▶ _ASSIGNMENT_: Give back the line containing "queue = session.open_queue(session.offline_context()?).await?;" along with every line after it, exactly, until the entries end.

[[ RECORDS TO PROCESS open ]]

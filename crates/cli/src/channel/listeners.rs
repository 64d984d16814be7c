// SPDX-License-Identifier: MIT
// Copyright (c) 2026 Alfred Jean LLC

//! Ad-hoc subscribers to inbound event types.

use std::collections::HashMap;
use std::sync::atomic::{AtomicU64, Ordering};
use std::sync::{Arc, Mutex};

use offsync_core::Envelope;

use crate::lock;

/// Event type that receives every inbound frame.
pub const ANY_EVENT: &str = "*";

/// Callback for one inbound frame.
pub type EventListener = Arc<dyn Fn(&Envelope) + Send + Sync>;

/// Handle returned by [`ListenerRegistry::add`], used to remove the listener.
#[derive(Debug, Clone, Copy, PartialEq, Eq, Hash)]
pub struct ListenerId(u64);

/// Event type to listener set.
///
/// A type with no listeners left has no entry.
#[derive(Default)]
pub struct ListenerRegistry {
    next: AtomicU64,
    by_type: Mutex<HashMap<String, Vec<(ListenerId, EventListener)>>>,
}

impl ListenerRegistry {
    pub fn new() -> Self {
        Self::default()
    }

    pub fn add(&self, event_type: impl Into<String>, listener: EventListener) -> ListenerId {
        let id = ListenerId(self.next.fetch_add(1, Ordering::Relaxed));
        lock(&self.by_type).entry(event_type.into()).or_default().push((id, listener));
        id
    }

    /// Returns whether the listener was registered for `event_type`.
    pub fn remove(&self, event_type: &str, id: ListenerId) -> bool {
        let mut by_type = lock(&self.by_type);
        let Some(listeners) = by_type.get_mut(event_type) else {
            return false;
        };
        let before = listeners.len();
        listeners.retain(|(existing, _)| *existing != id);
        let removed = listeners.len() != before;
        if listeners.is_empty() {
            by_type.remove(event_type);
        }
        removed
    }

    /// Calls every listener for the frame's type in registration order,
    /// then the [`ANY_EVENT`] listeners. Returns how many were called.
    pub fn dispatch(&self, envelope: &Envelope) -> usize {
        // Listeners run unlocked so they may add or remove listeners.
        let listeners: Vec<EventListener> = {
            let by_type = lock(&self.by_type);
            [envelope.kind.as_str(), ANY_EVENT]
                .into_iter()
                .filter_map(|kind| by_type.get(kind))
                .flatten()
                .map(|(_, l)| Arc::clone(l))
                .collect()
        };
        for listener in &listeners {
            listener(envelope);
        }
        listeners.len()
    }

    pub fn has_listeners(&self, event_type: &str) -> bool {
        lock(&self.by_type).contains_key(event_type)
    }

    /// Event types with at least one listener.
    pub fn event_types(&self) -> Vec<String> {
        let mut types: Vec<String> = lock(&self.by_type).keys().cloned().collect();
        types.sort();
        types
    }
}

#[cfg(test)]
#[path = "listeners_tests.rs"]
mod tests;
// SPDX-License-Identifier: MIT
// Copyright (c) 2026 Alfred Jean LLC

use offsync_core::{NewRequest, RequestId};

use super::Session;
use crate::cli::EnqueueArgs;
use crate::error::{Error, Result};
use crate::queue::RequestQueue;

pub async fn run(session: &Session, args: EnqueueArgs) -> Result<()> {
    let queue = session.open_queue(session.offline_context()?).await?;
    let id = run_impl(&queue, args).await?;
    println!("{id}");
    Ok(())
}

pub(crate) async fn run_impl(queue: &RequestQueue, args: EnqueueArgs) -> Result<RequestId> {
    Ok(queue.enqueue(build_request(args)?).await?)
}

pub(crate) fn build_request(args: EnqueueArgs) -> Result<NewRequest> {
    let mut request = NewRequest::new(args.method, args.target).priority(args.priority);
    if let Some(payload) = args.payload {
        let value = serde_json::from_str(&payload)
            .map_err(|e| Error::InvalidPayload(e.to_string()))?;
        request = request.payload(value);
    }
    if let Some(max_retries) = args.max_retries {
        request = request.max_retries(max_retries);
    }
    if let Some(description) = args.description {
        request = request.description(description);
    }
    Ok(request)
}

#[cfg(test)]
#[path = "enqueue_tests.rs"]
mod tests;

[[ RECORDS TO PROCESS closed ]]

▶ _EXERCISE RESPONSE_:
    let queue = session.open_queue(session.offline_context()?).await?;
    let id = run_impl(&queue, args).await?;
    println!("{id}");
    Ok(())
}

pub(crate) async fn run_impl(queue: &RequestQueue, args: EnqueueArgs) -> Result<RequestId> {
    Ok(queue.enqueue(build_request(args)?).await?)
}

pub(crate) fn build_request(args: EnqueueArgs) -> Result<NewRequest> {
    let mut request = NewRequest::new(args.method, args.target).priority(args.priority);
    if let Some(payload) = args.payload {
        let value = serde_json::from_str(&payload)
            .map_err(|e| Error::InvalidPayload(e.to_string()))?;
        request = request.payload(value);
    }
    if let Some(max_retries) = args.max_retries {
        request = request.max_retries(max_retries);
    }
    if let Some(description) = args.description {
        request = request.description(description);
    }
    Ok(request)
}

#[cfg(test)]
#[path = "enqueue_tests.rs"]
mod tests;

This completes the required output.